[dynamo] Re-dispatch `torch.Tensor.new` into `torch.Tensor.new_empty` method. (#121075)
Fix: https://github.com/pytorch/xla/issues/6009
This PR adds another case to `TensorVariable.method_new` special case, where it
re-dispatches `new` into `new_empty`.
Since we are using fake tensors, the `new` call doesn't actually gets to the corresponding
backend (e.g. XLA). So, things like the following might happen:
```python
@torch.compile(backend="openxla")
def foo(x):
new_x = x.new(*x.size())
# new_x.device() == "xla"
# x.device() == "xla:0"
return new_x + x
a = torch.arange(10)
foo(a.to(xm.xla_device()))
```
Resulting in the following error:
```python
Traceback (most recent call last):
...
File "torch/_dynamo/utils.py", line 1654, in get_fake_value
ret_val = wrap_fake_exception(
File "torch/_dynamo/utils.py", line 1190, in wrap_fake_exception
return fn()
File "torch/_dynamo/utils.py", line 1655, in <lambda>
lambda: run_node(tx.output, node, args, kwargs, nnmodule)

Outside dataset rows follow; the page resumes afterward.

//! Normalized transaction types.

use std::collections::BTreeMap;
use std::fmt;
use std::str::FromStr;

use chrono::{Datelike, NaiveDate, NaiveDateTime, Timelike};
use rust_decimal::Decimal;
use serde::{Deserialize, Serialize};
use vendora_shared::types::{LocationId, MachineId, ProductId, TransactionId};

/// How a transaction was paid.
#[derive(Debug, Clone, Copy, PartialEq, Eq, PartialOrd, Ord, Hash, Serialize, Deserialize)]
#[serde(rename_all = "UPPERCASE")]
pub enum PaymentType {
    /// Coins or notes inserted into the machine.
    Cash,
    /// QR code payment settled by an external provider.
    Qr,
    /// VIP card or loyalty balance.
    Vip,
    /// Sold on credit.
    Credit,
    /// Service/test dispense. Never revenue.
    Test,
}

impl PaymentType {
    /// Payment types that count toward revenue, in report order.
    pub const REVENUE: [Self; 4] = [Self::Cash, Self::Qr, Self::Vip, Self::Credit];

    /// Returns true if transactions of this type count toward revenue.
    #[must_use]
    pub const fn is_revenue(self) -> bool {
        match self {
            Self::Cash | Self::Qr | Self::Vip | Self::Credit => true,
            Self::Test => false,
        }
    }
}

impl fmt::Display for PaymentType {
    fn fmt(&self, f: &mut fmt::Formatter<'_>) -> fmt::Result {
        match self {
            Self::Cash => write!(f, "CASH"),
            Self::Qr => write!(f, "QR"),
            Self::Vip => write!(f, "VIP"),
            Self::Credit => write!(f, "CREDIT"),
            Self::Test => write!(f, "TEST"),
        }
    }
}

impl FromStr for PaymentType {
    type Err = String;

    fn from_str(s: &str) -> Result<Self, Self::Err> {
        match s.trim().to_uppercase().as_str() {
            "CASH" => Ok(Self::Cash),
            "QR" | "QR_CODE" => Ok(Self::Qr),
            "VIP" => Ok(Self::Vip),
            "CREDIT" => Ok(Self::Credit),
            "TEST" => Ok(Self::Test),
            _ => Err(format!("Unknown payment method: {s}")),
        }
    }
}

/// Completion status of the payment.
#[derive(Debug, Clone, Copy, PartialEq, Eq, PartialOrd, Ord, Hash, Serialize, Deserialize)]
#[serde(rename_all = "SCREAMING_SNAKE_CASE")]
pub enum PaymentStatus {
    /// Payment completed.
    Paid,
    /// Payment not yet confirmed.
    Pending,
    /// Payment failed.
    Failed,
    /// Payment returned to the customer.
    Refunded,
    /// Payment cancelled before completion.
    Cancelled,
    /// Status not recognized.
    Unknown,
}

impl PaymentStatus {
    /// Parses a raw status, mapping anything unrecognized to `Unknown`.
    #[must_use]
    pub fn parse_lenient(raw: &str) -> Self {
        match raw.trim().to_uppercase().as_str() {
            "PAID" | "COMPLETED" | "SUCCESS" => Self::Paid,
            "PENDING" | "CREATED" => Self::Pending,
            "FAILED" | "ERROR" => Self::Failed,
            "REFUNDED" => Self::Refunded,
            "CANCELLED" | "CANCELED" => Self::Cancelled,
            _ => Self::Unknown,
        }
    }
}

/// Dispense outcome reported by the machine.
#[derive(Debug, Clone, Copy, PartialEq, Eq, PartialOrd, Ord, Hash, Serialize, Deserialize)]
#[serde(rename_all = "SCREAMING_SNAKE_CASE")]
pub enum DeliveryStatus {
    /// Product dispensed.
    Delivered,
    /// Order completed end to end.
    Completed,
    /// Dispense still in progress.
    Pending,
    /// Machine reported a dispense error.
    Failed,
    /// Machine reported no dispense.
    NotDelivered,
    /// Dispense cancelled.
    Cancelled,
    /// Status not recognized.
    Unknown,
}

impl DeliveryStatus {
    /// Returns true if the status belongs to the successful delivery set.
    ///
    /// Only successful deliveries consume ingredients and carry cost of goods.
    #[must_use]
    pub const fn is_successful(self) -> bool {
        match self {
            Self::Delivered | Self::Completed => true,
            Self::Pending | Self::Failed | Self::NotDelivered | Self::Cancelled | Self::Unknown => {
                false
            }
        }
    }

    /// Parses a raw status, mapping anything unrecognized to `Unknown`.
    #[must_use]
    pub fn parse_lenient(raw: &str) -> Self {
        match raw.trim().to_uppercase().as_str() {
            "DELIVERED" | "SUCCESS" => Self::Delivered,
            "COMPLETED" => Self::Completed,
            "PENDING" | "IN_PROGRESS" => Self::Pending,
            "FAILED" | "ERROR" => Self::Failed,
            "NOT_DELIVERED" => Self::NotDelivered,
            "CANCELLED" | "CANCELED" => Self::Cancelled,
            _ => Self::Unknown,
        }
    }
}

impl fmt::Display for DeliveryStatus {
    fn fmt(&self, f: &mut fmt::Formatter<'_>) -> fmt::Result {
        let label = match self {
            Self::Delivered => "DELIVERED",
            Self::Completed => "COMPLETED",
            Self::Pending => "PENDING",
            Self::Failed => "FAILED",
            Self::NotDelivered => "NOT_DELIVERED",
            Self::Cancelled => "CANCELLED",
            Self::Unknown => "UNKNOWN",
        };
        f.write_str(label)
    }
}

/// Machine a transaction happened on.
#[derive(Debug, Clone, Default, PartialEq, Eq, Serialize, Deserialize)]
pub struct MachineRef {
    /// Machine ID, if the join produced one.
    pub id: Option<MachineId>,
    /// Human-readable machine code.
    pub code: String,
    /// Installation address.
    pub address: String,
    /// Location the machine belongs to.
    pub location_id: Option<LocationId>,
}

/// Product that was sold.
#[derive(Debug, Clone, Default, PartialEq, Eq, Serialize, Deserialize)]
pub struct ProductRef {
    /// Product ID, if the join produced one.
    pub id: Option<ProductId>,
    /// Product name.
    pub name: String,
    /// Product category.
    pub category: String,
}

/// A single normalized sales transaction.
#[derive(Debug, Clone, PartialEq, Eq, Serialize, Deserialize)]
pub struct TransactionRecord {
    /// Transaction ID.
    pub id: TransactionId,
    /// Wall-clock time at the machine.
    pub timestamp: NaiveDateTime,
    /// Charged amount.
    pub amount: Decimal,
    /// Payment type.
    pub payment_type: PaymentType,
    /// Payment completion status.
    pub payment_status: PaymentStatus,
    /// Dispense outcome.
    pub delivery_status: DeliveryStatus,
    /// Machine details.
    pub machine: MachineRef,
    /// Product details.
    pub product: ProductRef,
    /// Ingredient quantities consumed by one dispense.
    pub ingredient_usage: BTreeMap<String, Decimal>,
    /// Explicit cost of goods, if the source knows it.
    pub cost_of_goods: Option<Decimal>,
}

impl TransactionRecord {
    /// Calendar date of the transaction.
    #[must_use]
    pub fn date(&self) -> NaiveDate {
        self.timestamp.date()
    }

    /// Month key in `YYYY-MM` form.
    #[must_use]
    pub fn month_key(&self) -> String {
        month_key(self.date())
    }

    /// Weekday index with 0 = Sunday.
    #[must_use]
    pub fn weekday_index(&self) -> usize {
        self.timestamp.weekday().num_days_from_sunday() as usize
    }

    /// Hour of day, 0 to 23.
    #[must_use]
    pub fn hour(&self) -> usize {
        self.timestamp.hour() as usize
    }

    /// Returns true if the payment completed.
    #[must_use]
    pub fn is_paid(&self) -> bool {
        self.payment_status == PaymentStatus::Paid
    }

    /// Returns true if the product was dispensed.
    #[must_use]
    pub fn is_delivered(&self) -> bool {
        self.delivery_status.is_successful()
    }
}

/// Formats a date as a `YYYY-MM` month key.
#[must_use]
pub fn month_key(date: NaiveDate) -> String {
    format!("{:04}-{:02}", date.year(), date.month())
}

#[cfg(test)]
mod tests {
    use super::*;

    #[test]
    fn test_payment_type_from_str_is_case_insensitive() {
        assert_eq!("cash".parse::<PaymentType>().unwrap(), PaymentType::Cash);
        assert_eq!(" Qr ".parse::<PaymentType>().unwrap(), PaymentType::Qr);
        assert_eq!("qr_code".parse::<PaymentType>().unwrap(), PaymentType::Qr);
        assert_eq!("VIP".parse::<PaymentType>().unwrap(), PaymentType::Vip);
        assert_eq!("credit".parse::<PaymentType>().unwrap(), PaymentType::Credit);
        assert_eq!("test".parse::<PaymentType>().unwrap(), PaymentType::Test);
        assert!("card".parse::<PaymentType>().is_err());
    }

    #[test]
    fn test_only_test_type_is_not_revenue() {
        assert!(PaymentType::REVENUE.iter().all(|t| t.is_revenue()));
        assert!(!PaymentType::Test.is_revenue());
    }

    #[test]
    fn test_successful_delivery_set() {
        assert!(DeliveryStatus::Delivered.is_successful());
        assert!(DeliveryStatus::Completed.is_successful());
        assert!(!DeliveryStatus::Pending.is_successful());
        assert!(!DeliveryStatus::Failed.is_successful());
        assert!(!DeliveryStatus::NotDelivered.is_successful());
        assert!(!DeliveryStatus::Cancelled.is_successful());
        assert!(!DeliveryStatus::Unknown.is_successful());
    }

    #[test]
    fn test_lenient_status_parsing() {
        assert_eq!(PaymentStatus::parse_lenient("paid"), PaymentStatus::Paid);
        assert_eq!(PaymentStatus::parse_lenient("weird"), PaymentStatus::Unknown);
        assert_eq!(
            DeliveryStatus::parse_lenient("not_delivered"),
            DeliveryStatus::NotDelivered
        );
        assert_eq!(DeliveryStatus::parse_lenient(""), DeliveryStatus::Unknown);
    }

    #[test]
    fn test_month_key_is_zero_padded() {
        let date = NaiveDate::from_ymd_opt(2024, 3, 5).unwrap();
        assert_eq!(month_key(date), "2024-03");
    }
}
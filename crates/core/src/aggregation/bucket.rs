//! Count/amount buckets and guarded arithmetic.
//!
//! Every ratio in a report goes through `ratio`, `percent` or `average`, which
//! substitute zero for a zero denominator. Decimal never produces NaN, but an
//! unguarded division by zero panics.

use rust_decimal::Decimal;
use serde::{Deserialize, Serialize};

use crate::transaction::TransactionRecord;

/// Accumulator of order count and amount for one dimension value.
#[derive(Debug, Clone, Copy, Default, PartialEq, Eq, Serialize, Deserialize)]
pub struct Bucket {
    /// Number of transactions.
    pub count: u64,
    /// Sum of transaction amounts.
    pub amount: Decimal,
}

impl Bucket {
    /// Creates a bucket with the given totals.
    #[must_use]
    pub const fn new(count: u64, amount: Decimal) -> Self {
        Self { count, amount }
    }

    /// Adds one transaction.
    pub fn add(&mut self, record: &TransactionRecord) {
        self.count += 1;
        self.amount += record.amount;
    }

    /// Adds another bucket's totals.
    pub fn merge(&mut self, other: &Self) {
        self.count += other.count;
        self.amount += other.amount;
    }

    /// Average amount per transaction, rounded to 2 decimals.
    #[must_use]
    pub fn average_check(&self) -> Decimal {
        average(self.amount, self.count)
    }

    /// Returns true if nothing was accumulated.
    #[must_use]
    pub fn is_empty(&self) -> bool {
        self.count == 0
    }
}

/// Unrounded `numerator / denominator`, or zero when the denominator is zero.
#[must_use]
pub fn ratio(numerator: Decimal, denominator: Decimal) -> Decimal {
    numerator.checked_div(denominator).unwrap_or(Decimal::ZERO)
}

/// Unrounded `part / whole * 100`, or zero when `whole` is zero.
///
/// Threshold and sign checks compare against this. Only reported values are
/// rounded.
#[must_use]
pub fn exact_percent(part: Decimal, whole: Decimal) -> Decimal {
    ratio(part, whole) * Decimal::ONE_HUNDRED
}

/// `part / whole * 100` rounded to 2 decimals, or zero when `whole` is zero.
#[must_use]
pub fn percent(part: Decimal, whole: Decimal) -> Decimal {
    exact_percent(part, whole).round_dp(2)
}

/// Percentage of two counts.
#[must_use]
pub fn count_percent(part: u64, whole: u64) -> Decimal {
    percent(Decimal::from(part), Decimal::from(whole))
}

/// `amount / count` rounded to 2 decimals, or zero when `count` is zero.
#[must_use]
pub fn average(amount: Decimal, count: u64) -> Decimal {
    ratio(amount, Decimal::from(count)).round_dp(2)
}
//! Cross-cutting analytics.
//!
//! This module provides:
//! - Product by machine matrix for the top sellers
//! - Hour-of-day distribution
//! - First-versus-last month trends
//! - Rule-based alerts over reconciliation, delivery failures and margin

pub mod alerts;
pub mod hourly;
pub mod matrix;
pub mod service;
pub mod trends;


pub use alerts::{Alert, AlertKind, AlertRules, Severity};
pub use hourly::{HourlyRow, hourly_distribution};
pub use matrix::{CrossMatrix, MatrixAxis};
pub use service::{AnalyticsBuilder, CrossAnalytics};
pub use trends::Trends;
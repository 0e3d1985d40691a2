//! Monthly QR settlement reconciliation.

use std::collections::BTreeMap;

use rust_decimal::Decimal;
use serde::{Deserialize, Serialize};
use tracing::debug;
use vendora_shared::config::ReconciliationThresholds;

use super::status::ReconciliationStatus;
use crate::aggregation::{Bucket, exact_percent};
use crate::payments::{ProviderSettlement, SettlementSource};
use crate::transaction::{PaymentType, TransactionRecord};

/// Internal versus external QR totals for one month.
#[derive(Debug, Clone, PartialEq, Eq, Serialize, Deserialize)]
pub struct ReconciliationRow {
    /// `YYYY-MM` month key.
    pub month: String,
    /// Paid QR totals recorded internally.
    pub internal: Bucket,
    /// Totals reported per provider.
    pub providers: Vec<ProviderSettlement>,
    /// Sum of provider amounts.
    pub external_total: Decimal,
    /// Internal amount minus external total.
    pub difference: Decimal,
    /// Absolute difference as a percentage of the internal amount.
    pub difference_percent: Decimal,
    /// Severity.
    pub status: ReconciliationStatus,
}

/// Compares internal QR totals against a settlement source.
pub struct ReconciliationEngine;

impl ReconciliationEngine {
    /// Reconciles paid QR transactions month by month, in month order.
    #[must_use]
    pub fn reconcile(
        records: &[TransactionRecord],
        source: &dyn SettlementSource,
        thresholds: &ReconciliationThresholds,
    ) -> Vec<ReconciliationRow> {
        let mut by_month: BTreeMap<String, Bucket> = BTreeMap::new();
        for record in records
            .iter()
            .filter(|r| r.is_paid() && r.payment_type == PaymentType::Qr)
        {
            by_month.entry(record.month_key()).or_default().add(record);
        }

        let rows: Vec<ReconciliationRow> = by_month
            .into_iter()
            .map(|(month, internal)| {
                let providers = source.settlements(&month, &internal);
                Self::row(month, internal, providers, thresholds)
            })
            .collect();

        debug!(
            months = rows.len(),
            source = source.label(),
            flagged = rows
                .iter()
                .filter(|r| r.status != ReconciliationStatus::Ok)
                .count(),
            "Reconciled QR settlements"
        );

        rows
    }

    /// Builds one row from internal and provider totals.
    #[must_use]
    pub fn row(
        month: String,
        internal: Bucket,
        providers: Vec<ProviderSettlement>,
        thresholds: &ReconciliationThresholds,
    ) -> ReconciliationRow {
        let external_total: Decimal = providers.iter().map(|p| p.amount).sum();
        let difference = internal.amount - external_total;
        let exact = exact_percent(difference.abs(), internal.amount);

        ReconciliationRow {
            month,
            internal,
            providers,
            external_total,
            difference,
            difference_percent: exact.round_dp(2),
            status: ReconciliationStatus::classify(exact, thresholds),
        }
    }
}
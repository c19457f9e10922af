//! CLI argument parsing for the focus monitor

use std::path::PathBuf;

use clap::{Parser, ValueEnum};
use focus_engine::FocusConfig;

use crate::settings::MonitorSettings;

/// Scoring preset applied on top of the loaded settings
#[derive(Debug, Clone, Copy, PartialEq, Eq, ValueEnum)]
pub enum Preset {
    /// Short look-away allowance, tighter frontal band
    Strict,
    /// Longer look-away allowance, slower alerts
    Lenient,
}

#[derive(Parser, Debug)]
#[command(name = "focus-monitor")]
#[command(version)]
#[command(about = "Study focus monitor: scores JSON-lines perception frames", long_about = None)]
pub struct Cli {
    /// JSON-lines input file (reads stdin when omitted)
    #[arg(value_name = "INPUT")]
    pub input: Option<PathBuf>,

    /// Settings file (TOML, JSON or YAML)
    #[arg(short, long, value_name = "FILE")]
    pub config: Option<PathBuf>,

    /// Directory for the daily CSV logs
    #[arg(long = "log-dir", value_name = "DIR")]
    pub log_dir: Option<PathBuf>,

    /// Do not write CSV logs
    #[arg(long = "no-log-file", conflicts_with = "log_dir")]
    pub no_log_file: bool,

    /// Start with sound alerts off
    #[arg(short, long)]
    pub mute: bool,

    /// Scoring preset
    #[arg(long, value_enum)]
    pub preset: Option<Preset>,

    /// Emit logs as JSON
    #[arg(long = "json-logs")]
    pub json_logs: bool,
}

impl Cli {
    /// Apply command-line overrides; flags win over file and environment
    pub fn apply(&self, settings: &mut MonitorSettings) {
        match self.preset {
            Some(Preset::Strict) => settings.focus.apply_preset(&FocusConfig::strict()),
            Some(Preset::Lenient) => settings.focus.apply_preset(&FocusConfig::lenient()),
            None => {}
        }
        if let Some(dir) = &self.log_dir {
            settings.storage.log_dir = Some(dir.display().to_string());
        }
        if self.no_log_file {
            settings.storage.log_dir = None;
        }
        if self.mute {
            settings.sound.enabled = false;
        }
        if self.json_logs {
            settings.logging.json = true;
        }
    }
}
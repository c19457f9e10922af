//! Side-effect workers
//!
//! Alert delivery and snapshot persistence run on their own tasks, fed by
//! bounded queues. A cycle only enqueues; notifier and sink calls happen on
//! the blocking pool, so a slow disk or speech backend never holds up a
//! session. When a queue is full the effect is dropped and counted.

use std::sync::Arc;

use alerting::Notifier;
use storage::{SnapshotRecord, SnapshotSink};
use tokio::sync::mpsc::{self, error::TrySendError};
use tokio::task::JoinHandle;
use tracing::{debug, warn};
use uuid::Uuid;

/// Queue depth per effect kind
pub const DEFAULT_EFFECT_CAPACITY: usize = 256;

/// Outcomes of one worker
#[derive(Debug, Default, Clone, Copy, PartialEq, Eq)]
pub struct EffectCounts {
    pub delivered: u64,
    pub failed: u64,
}

/// Totals reported when the workers shut down
#[derive(Debug, Default, Clone, Copy, PartialEq, Eq)]
pub struct EffectStats {
    pub alerts: EffectCounts,
    pub snapshots: EffectCounts,
}

/// Cheap handle sessions use to hand off their side effects
#[derive(Debug, Clone)]
pub struct EffectQueue {
    alerts: mpsc::Sender<Uuid>,
    snapshots: mpsc::Sender<(Uuid, SnapshotRecord)>,
}

impl EffectQueue {
    /// Request an alert for `session`. Never waits.
    pub fn alert(&self, session: Uuid) -> bool {
        offer(&self.alerts, session, "alert")
    }

    /// Request persistence of one snapshot. Never waits.
    pub fn snapshot(&self, session: Uuid, record: SnapshotRecord) -> bool {
        offer(&self.snapshots, (session, record), "snapshot")
    }
}

fn offer<T>(tx: &mpsc::Sender<T>, item: T, kind: &'static str) -> bool {
    match tx.try_send(item) {
        Ok(()) => true,
        Err(TrySendError::Full(_)) => {
            warn!("{} queue full, dropping effect", kind);
            metrics::counter!("focus_effects_dropped_total").increment(1);
            false
        }
        Err(TrySendError::Closed(_)) => {
            warn!("{} worker stopped, dropping effect", kind);
            metrics::counter!("focus_effects_dropped_total").increment(1);
            false
        }
    }
}

/// Owns the alert and snapshot worker tasks
pub struct EffectWorkers {
    queue: EffectQueue,
    alerts: JoinHandle<EffectCounts>,
    snapshots: JoinHandle<EffectCounts>,
}

impl EffectWorkers {
    /// Spawn both workers on the current runtime
    pub fn spawn(notifier: Arc<dyn Notifier>, sink: Arc<dyn SnapshotSink>, capacity: usize) -> Self {
        let (alert_tx, alert_rx) = mpsc::channel(capacity.max(1));
        let (snapshot_tx, snapshot_rx) = mpsc::channel(capacity.max(1));

        let alerts = drain(alert_rx, "alert", move |session: Uuid| {
            notifier.notify().map(|()| {
                debug!(session = %session, "Alert delivered via {}", notifier.name());
                metrics::counter!("focus_alerts_fired_total").increment(1);
            }).map_err(|e| {
                metrics::counter!("focus_alert_failures_total").increment(1);
                format!("session {session}: {e}")
            })
        });

        let snapshots = drain(snapshot_rx, "snapshot", move |(session, record): (Uuid, SnapshotRecord)| {
            sink.append(&record).map(|()| {
                metrics::counter!("focus_snapshots_written_total").increment(1);
            }).map_err(|e| {
                metrics::counter!("focus_snapshot_failures_total").increment(1);
                format!("session {session}: {e}")
            })
        });

        Self {
            queue: EffectQueue {
                alerts: alert_tx,
                snapshots: snapshot_tx,
            },
            alerts,
            snapshots,
        }
    }

    pub fn queue(&self) -> EffectQueue {
        self.queue.clone()
    }

    /// Stop accepting effects and wait until everything queued is handled.
    ///
    /// Queues cloned into sessions keep the workers alive until those
    /// sessions are dropped.
    pub async fn finish(self) -> EffectStats {
        let Self {
            queue,
            alerts,
            snapshots,
        } = self;
        drop(queue);

        EffectStats {
            alerts: join(alerts, "alert").await,
            snapshots: join(snapshots, "snapshot").await,
        }
    }
}

fn drain<T, F>(mut rx: mpsc::Receiver<T>, kind: &'static str, apply: F) -> JoinHandle<EffectCounts>
where
    T: Send + 'static,
    F: Fn(T) -> Result<(), String> + Send + Sync + 'static,
{
    let apply = Arc::new(apply);
    tokio::spawn(async move {
        let mut counts = EffectCounts::default();
        while let Some(item) = rx.recv().await {
            let apply = Arc::clone(&apply);
            match tokio::task::spawn_blocking(move || apply(item)).await {
                Ok(Ok(())) => counts.delivered += 1,
                Ok(Err(reason)) => {
                    warn!("{} failed: {}", kind, reason);
                    counts.failed += 1;
                }
                Err(e) => {
                    warn!("{} worker task failed: {}", kind, e);
                    counts.failed += 1;
                }
            }
        }
        counts
    })
}

async fn join(handle: JoinHandle<EffectCounts>, kind: &'static str) -> EffectCounts {
    handle.await.unwrap_or_else(|e| {
        warn!("{} worker ended abnormally: {}", kind, e);
        EffectCounts::default()
    })
}
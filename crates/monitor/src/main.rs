//! Focus Monitor - Main Entry Point

use std::sync::Arc;

use alerting::{Notifier, NullNotifier};
use anyhow::Context;
use clap::Parser;
use monitor::cli::Cli;
use monitor::{init_logging, replay, MonitorSettings, SessionHub};
use storage::DailySummary;
use tokio::io::{AsyncBufRead, BufReader};
use tracing::{info, warn};

#[tokio::main]
async fn main() -> anyhow::Result<()> {
    let cli = Cli::parse();
    let mut settings = MonitorSettings::load(cli.config.as_deref())?;
    cli.apply(&mut settings);

    init_logging(&settings.logging);

    info!("=== Focus Monitor v{} ===", env!("CARGO_PKG_VERSION"));

    let chain = settings.sound.notifier_chain();
    let notifier: Arc<dyn Notifier> = if chain.is_empty() {
        Arc::new(NullNotifier)
    } else {
        Arc::new(chain)
    };
    let (repo, sink) = settings.open_storage();
    let hub = SessionHub::new(settings.focus.clone(), notifier, sink);

    let reader: Box<dyn AsyncBufRead + Unpin + Send> = match &cli.input {
        Some(path) => {
            let file = tokio::fs::File::open(path)
                .await
                .with_context(|| format!("opening {}", path.display()))?;
            info!("Reading frames from {}", path.display());
            Box::new(BufReader::new(file))
        }
        None => {
            info!("Reading frames from stdin");
            Box::new(BufReader::new(tokio::io::stdin()))
        }
    };

    let shutdown = async {
        if let Err(e) = tokio::signal::ctrl_c().await {
            warn!("Cannot listen for ctrl-c: {}", e);
            std::future::pending::<()>().await;
        }
    };
    let report = replay(
        &hub,
        &settings.focus,
        settings.sound.enabled,
        reader,
        tokio::io::stdout(),
        shutdown,
    )
    .await?;

    let effects = hub.shutdown().await;
    info!(
        "Read {} lines ({} skipped); {} alerts and {} snapshots delivered, {} failed",
        report.lines,
        report.skipped,
        effects.alerts.delivered,
        effects.snapshots.delivered,
        effects.alerts.failed + effects.snapshots.failed
    );

    let summary = DailySummary::from_records(&repo.recent(usize::MAX)?);
    match report.view {
        Some(last) => info!(
            "Final score {} | {} snapshots, average {:.1}, focused {:.0}%",
            last.focus_score,
            summary.snapshots,
            summary.average_score,
            summary.focused_share * 100.0
        ),
        None => info!("No frames received"),
    }

    Ok(())
}
//! Head pose estimation from face landmarks

use serde::{Deserialize, Serialize};

use crate::config::{LandmarkLayout, PoseThresholds};
use crate::observation::Landmark;
use crate::{FocusConfig, FocusError};

const YAW_EPSILON: f64 = 1e-6;

/// Where the head is pointed
#[derive(Debug, Clone, Copy, PartialEq, Eq, Serialize, Deserialize)]
#[serde(rename_all = "snake_case")]
pub enum GazeClass {
    Screen,
    Notebook,
    Away,
}

impl GazeClass {
    pub fn as_str(self) -> &'static str {
        match self {
            GazeClass::Screen => "screen",
            GazeClass::Notebook => "notebook",
            GazeClass::Away => "away",
        }
    }
}

impl std::fmt::Display for GazeClass {
    fn fmt(&self, f: &mut std::fmt::Formatter<'_>) -> std::fmt::Result {
        f.write_str(self.as_str())
    }
}

/// Point in pixel space
#[derive(Debug, Clone, Copy, PartialEq)]
pub struct PixelPoint {
    pub x: f64,
    pub y: f64,
}

impl PixelPoint {
    pub fn new(x: f64, y: f64) -> Self {
        Self { x, y }
    }

    fn distance(self, other: PixelPoint) -> f64 {
        (self.x - other.x).hypot(self.y - other.y)
    }
}

/// Head pose measured from four landmarks
#[derive(Debug, Clone, Copy, PartialEq, Serialize, Deserialize)]
pub struct HeadPose {
    /// Angle of the nose-to-chin vector in degrees, (-180, 180]
    pub pitch_deg: f64,
    /// Nose-to-left-ear over nose-to-right-ear distance
    pub yaw_ratio: f64,
}

impl HeadPose {
    /// Measure pose from pixel-space points
    pub fn from_points(nose: PixelPoint, chin: PixelPoint, left_ear: PixelPoint, right_ear: PixelPoint) -> Self {
        let pitch_deg = (chin.y - nose.y).atan2(chin.x - nose.x).to_degrees();
        let yaw_ratio = nose.distance(left_ear) / (nose.distance(right_ear) + YAW_EPSILON);
        Self { pitch_deg, yaw_ratio }
    }

    /// First matching rule wins: frontal and level is screen, frontal and
    /// tilted down is notebook, anything else is away.
    pub fn classify(&self, thresholds: &PoseThresholds) -> GazeClass {
        let frontal = self.yaw_ratio > thresholds.yaw_ratio_min && self.yaw_ratio < thresholds.yaw_ratio_max;
        let limit = thresholds.pitch_limit_deg;

        if frontal && self.pitch_deg > -limit && self.pitch_deg < limit {
            GazeClass::Screen
        } else if frontal && self.pitch_deg > limit {
            GazeClass::Notebook
        } else {
            GazeClass::Away
        }
    }
}

/// Landmark-geometry head pose classifier. Stateless.
#[derive(Debug, Clone)]
pub struct PoseEstimator {
    layout: LandmarkLayout,
    thresholds: PoseThresholds,
}

impl PoseEstimator {
    pub fn new(config: &FocusConfig) -> Self {
        Self {
            layout: config.landmarks,
            thresholds: config.pose.clone(),
        }
    }

    /// Estimate head pose for one face.
    ///
    /// Landmarks must follow the configured layout; a set too short to
    /// hold every required index is rejected.
    pub fn estimate(&self, landmarks: &[Landmark], width: u32, height: u32) -> Result<HeadPose, FocusError> {
        let required = self.layout.required_len();
        if landmarks.len() < required {
            return Err(FocusError::IncompleteLandmarks {
                required,
                got: landmarks.len(),
            });
        }

        let (w, h) = (f64::from(width), f64::from(height));
        let to_px = |idx: usize| {
            let (x, y) = landmarks[idx];
            PixelPoint::new(x * w, y * h)
        };

        Ok(HeadPose::from_points(
            to_px(self.layout.nose_tip),
            to_px(self.layout.chin),
            to_px(self.layout.left_ear),
            to_px(self.layout.right_ear),
        ))
    }

    /// Estimate and classify in one step
    pub fn gaze(&self, landmarks: &[Landmark], width: u32, height: u32) -> Result<(GazeClass, HeadPose), FocusError> {
        let pose = self.estimate(landmarks, width, height)?;
        Ok((pose.classify(&self.thresholds), pose))
    }
}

File "torch/_dynamo/utils.py", line 1776, in run_node
raise RuntimeError(make_error_message(e)).with_traceback(
File "torch/_dynamo/utils.py", line 1758, in run_node
return node.target(*args, **kwargs)
File "torch/utils/_stats.py", line 20, in wrapper
return fn(*args, **kwargs)
File "torch/_subclasses/fake_tensor.py", line 885, in __torch_dispatch__
return self.dispatch(func, types, args, kwargs)
File "torch/_subclasses/fake_tensor.py", line 1224, in dispatch
return self._cached_dispatch_impl(func, types, args, kwargs)
File "torch/_subclasses/fake_tensor.py", line 955, in _cached_dispatch_impl
output = self._dispatch_impl(func, types, args, kwargs)
File "torch/_subclasses/fake_tensor.py", line 1445, in _dispatch_impl
return self.wrap_meta_outputs_with_default_device_logic(
File "torch/_subclasses/fake_tensor.py", line 1575, in wrap_meta_outputs_with_default_device_logic
return tree_map(wrap, r)
File "torch/utils/_pytree.py", line 900, in tree_map
return treespec.unflatten(map(func, *flat_args))
File "torch/utils/_pytree.py", line 736, in unflatten
leaves = list(leaves)
File "torch/_subclasses/fake_tensor.py", line 1550, in wrap
) = FakeTensor._find_common_device(func, flat_args)
File "torch/_subclasses/fake_tensor.py", line 625, in _find_common_device
merge_devices(arg)
File "torch/_subclasses/fake_tensor.py", line 620, in merge_devices
raise RuntimeError(
torch._dynamo.exc.TorchRuntimeError: Failed running call_function <built-in function add>(*(FakeTensor(..., device='xla', size=(10,), dtype=torch.int64), FakeTensor(..., device='xla:0', size=(10,), dtype=torch.int64)), **{}):
Unhandled FakeTensor Device Propagation for aten.add.Tensor, found two different devices xla, xla:0
```
Using `new_empty`, instead, fixes this error because it uses the device from the source
tensor, instead of inferring from the current dispatch key set.
Pull Request resolved: https://github.com/pytorch/pytorch/pull/121075
Approved by: https://github.com/jansel